#### Extracted entries ####
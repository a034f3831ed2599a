//! HTTP request handlers.

pub mod auth_handler;
pub mod employee_handler;
pub mod role_handler;
pub mod user_handler;

pub use auth_handler::auth_routes;
pub use employee_handler::employee_routes;
pub use role_handler::role_routes;
pub use user_handler::user_routes;
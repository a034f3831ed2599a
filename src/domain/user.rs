//! User domain entity and related types.

use serde::{Deserialize, Serialize};

/// User domain entity. Each user is linked to exactly one employee;
/// at most one user may reference a given employee.
#[derive(Debug, Clone, PartialEq, Eq, Serialize)]
pub struct User {
    pub id: i32,
    pub username: String,
    #[serde(skip_serializing)]
    pub password_hash: String,
    pub employee_id: i32,
}

/// User creation data transfer object
#[derive(Debug, Clone, Deserialize)]
pub struct UserCreate {
    pub username: String,
    pub password: String,
    pub employee_id: i32,
}

/// User update data transfer object.
///
/// A blank password leaves the stored hash unchanged.
#[derive(Debug, Clone, Default, Deserialize)]
pub struct UserUpdate {
    pub password: Option<String>,
    pub employee_id: Option<i32>,
}

/// User response (safe to return to client)
#[derive(Debug, Clone, PartialEq, Eq, Serialize)]
pub struct UserRead {
    pub id: i32,
    pub username: String,
    pub employee_id: i32,
}

impl From<User> for UserRead {
    fn from(user: User) -> Self {
        Self {
            id: user.id,
            username: user.username,
            employee_id: user.employee_id,
        }
    }
}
####
Assignment>
Please reproduce the listing word for word, but only from the line that contains "#[serde(skip_serializing)]" to its last line, inclusive.

Answer to this problem>
    #[serde(skip_serializing)]
    pub password_hash: String,
    pub employee_id: i32,
}

/// User creation data transfer object
#[derive(Debug, Clone, Deserialize)]
pub struct UserCreate {
    pub username: String,
    pub password: String,
    pub employee_id: i32,
}

/// User update data transfer object.
///
/// A blank password leaves the stored hash unchanged.
#[derive(Debug, Clone, Default, Deserialize)]
pub struct UserUpdate {
    pub password: Option<String>,
    pub employee_id: Option<i32>,
}

/// User response (safe to return to client)
#[derive(Debug, Clone, PartialEq, Eq, Serialize)]
pub struct UserRead {
    pub id: i32,
    pub username: String,
    pub employee_id: i32,
}

impl From<User> for UserRead {
    fn from(user: User) -> Self {
        Self {
            id: user.id,
            username: user.username,
            employee_id: user.employee_id,
        }
    }
}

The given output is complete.